_Action item_. Scan the listing below and copy each line holding the word "peers".

_Records to process_.
:::

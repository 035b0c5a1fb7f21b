//! Simulated economic actors.

use crate::{
    config::{CooldownPolicy, PartyConfig},
    crypto::{self, KeyPair},
    error::Result,
    Transaction,
};
use rand::{rngs::StdRng, Rng};
use rsa::RsaPublicKey;
use std::{collections::HashMap, net::Ipv4Addr, time::Instant};
use tracing::{debug, info, warn};

/// An identity with a key pair, a balance and a directory of peer public keys.
///
/// The balance is debited when a transaction is created, not when it is mined. A
/// transaction that never makes it into a block is not refunded.
#[derive(Debug)]
pub struct Party {
    name: String,
    keys: KeyPair,
    balance: u64,
    peers: HashMap<String, RsaPublicKey>,
    last_transaction: Option<Instant>,
    address: Ipv4Addr,
    cooldown: CooldownPolicy,
    rng: StdRng,
}

impl Party {
    /// Creates a party whose key pair, address and cooldown draws all come from `rng`.
    pub fn new(name: impl Into<String>, config: &PartyConfig, mut rng: StdRng) -> Result<Self> {
        let name = name.into();
        let keys = KeyPair::generate(&mut rng, config.key_bits)?;
        let address = Ipv4Addr::from(rng.gen::<u32>());
        info!(party = %name, %address, "created party");
        Ok(Self {
            name,
            keys,
            balance: config.initial_balance,
            peers: HashMap::new(),
            last_transaction: None,
            address,
            cooldown: config.cooldown,
            rng,
        })
    }

    pub fn name(&self) -> &str {
        &self.name
    }

    pub fn balance(&self) -> u64 {
        self.balance
    }

    /// Simulated network address; only used to pick a miner deterministically.
    pub fn address(&self) -> Ipv4Addr {
        self.address
    }

    pub fn public_key(&self) -> &RsaPublicKey {
        self.keys.public_key()
    }

    pub fn add_public_key(&mut self, party: impl Into<String>, key: RsaPublicKey) {
        let party = party.into();
        debug!(party = %self.name, peer = %party, "registered public key");
        self.peers.insert(party, key);
    }

    /// Own key for our own name, otherwise the directory entry.
    pub fn public_key_of(&self, party: &str) -> Option<&RsaPublicKey> {
        if party == self.name {
            Some(self.keys.public_key())
        } else {
            self.peers.get(party)
        }
    }

    /// Issues a signed transfer to `receiver`, debiting `value` immediately.
    ///
    /// Returns `None` while the cooldown since the last issued transaction is running,
    /// for a zero value, a transfer to ourselves or an unaffordable value.
    pub fn create_transaction(&mut self, receiver: &str, value: u64) -> Option<Transaction> {
        let now = Instant::now();
        if let Some(last) = self.last_transaction {
            let threshold = self.cooldown.draw(&mut self.rng);
            if now.duration_since(last) < threshold {
                debug!(party = %self.name, ?threshold, "transaction cooldown still running");
                return None;
            }
        }
        if value == 0 {
            warn!(party = %self.name, value, "invalid transaction value");
            return None;
        }
        if receiver == self.name {
            warn!(party = %self.name, "sender and receiver are the same");
            return None;
        }
        if self.balance < value {
            warn!(
                party = %self.name,
                balance = self.balance,
                value,
                "insufficient balance"
            );
            return None;
        }

        let tx = match Transaction::new(self.name.clone(), receiver, value).sign(&self.keys) {
            Ok(tx) => tx,
            Err(e) => {
                warn!(party = %self.name, error = %e, "failed to sign transaction");
                return None;
            }
        };
        self.last_transaction = Some(now);
        self.balance -= value;
        debug!(
            party = %self.name,
            receiver,
            value,
            balance = self.balance,
            "created transaction"
        );
        Some(tx)
    }

    /// Checks shape, our own affordability when we are the sender, and the signature.
    pub fn verify_transaction(&self, tx: &Transaction) -> bool {
        if tx.sender().is_empty() || tx.receiver().is_empty() {
            warn!(party = %self.name, "transaction is missing sender or receiver");
            return false;
        }
        if tx.sender() == tx.receiver() {
            warn!(party = %self.name, sender = tx.sender(), "transaction sender equals receiver");
            return false;
        }
        let signature = match tx.signature() {
            Some(s) if !s.is_empty() => s,
            _ => {
                warn!(party = %self.name, "transaction is missing a signature");
                return false;
            }
        };
        if tx.sender() == self.name && self.balance < tx.value() {
            warn!(
                party = %self.name,
                balance = self.balance,
                value = tx.value(),
                "sender cannot cover transaction"
            );
            return false;
        }
        let Some(key) = self.public_key_of(tx.sender()) else {
            warn!(party = %self.name, sender = tx.sender(), "no public key for sender");
            return false;
        };
        if !crypto::verify(key, &tx.signing_bytes(), signature) {
            warn!(party = %self.name, sender = tx.sender(), "transaction signature rejected");
            return false;
        }
        debug!(
            party = %self.name,
            sender = tx.sender(),
            receiver = tx.receiver(),
            "transaction verified"
        );
        true
    }
}

/// Registers every party's public key with every other party.
pub fn exchange_public_keys(parties: &mut [Party]) {
    let directory: Vec<(String, RsaPublicKey)> = parties
        .iter()
        .map(|p| (p.name.clone(), p.public_key().clone()))
        .collect();
    for party in parties.iter_mut() {
        for (name, key) in &directory {
            if *name != party.name {
                party.add_public_key(name.clone(), key.clone());
            }
        }
    }
}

:::

_Written answer_.
    peers: HashMap<String, RsaPublicKey>,
            peers: HashMap::new(),
        self.peers.insert(party, key);
            self.peers.get(party)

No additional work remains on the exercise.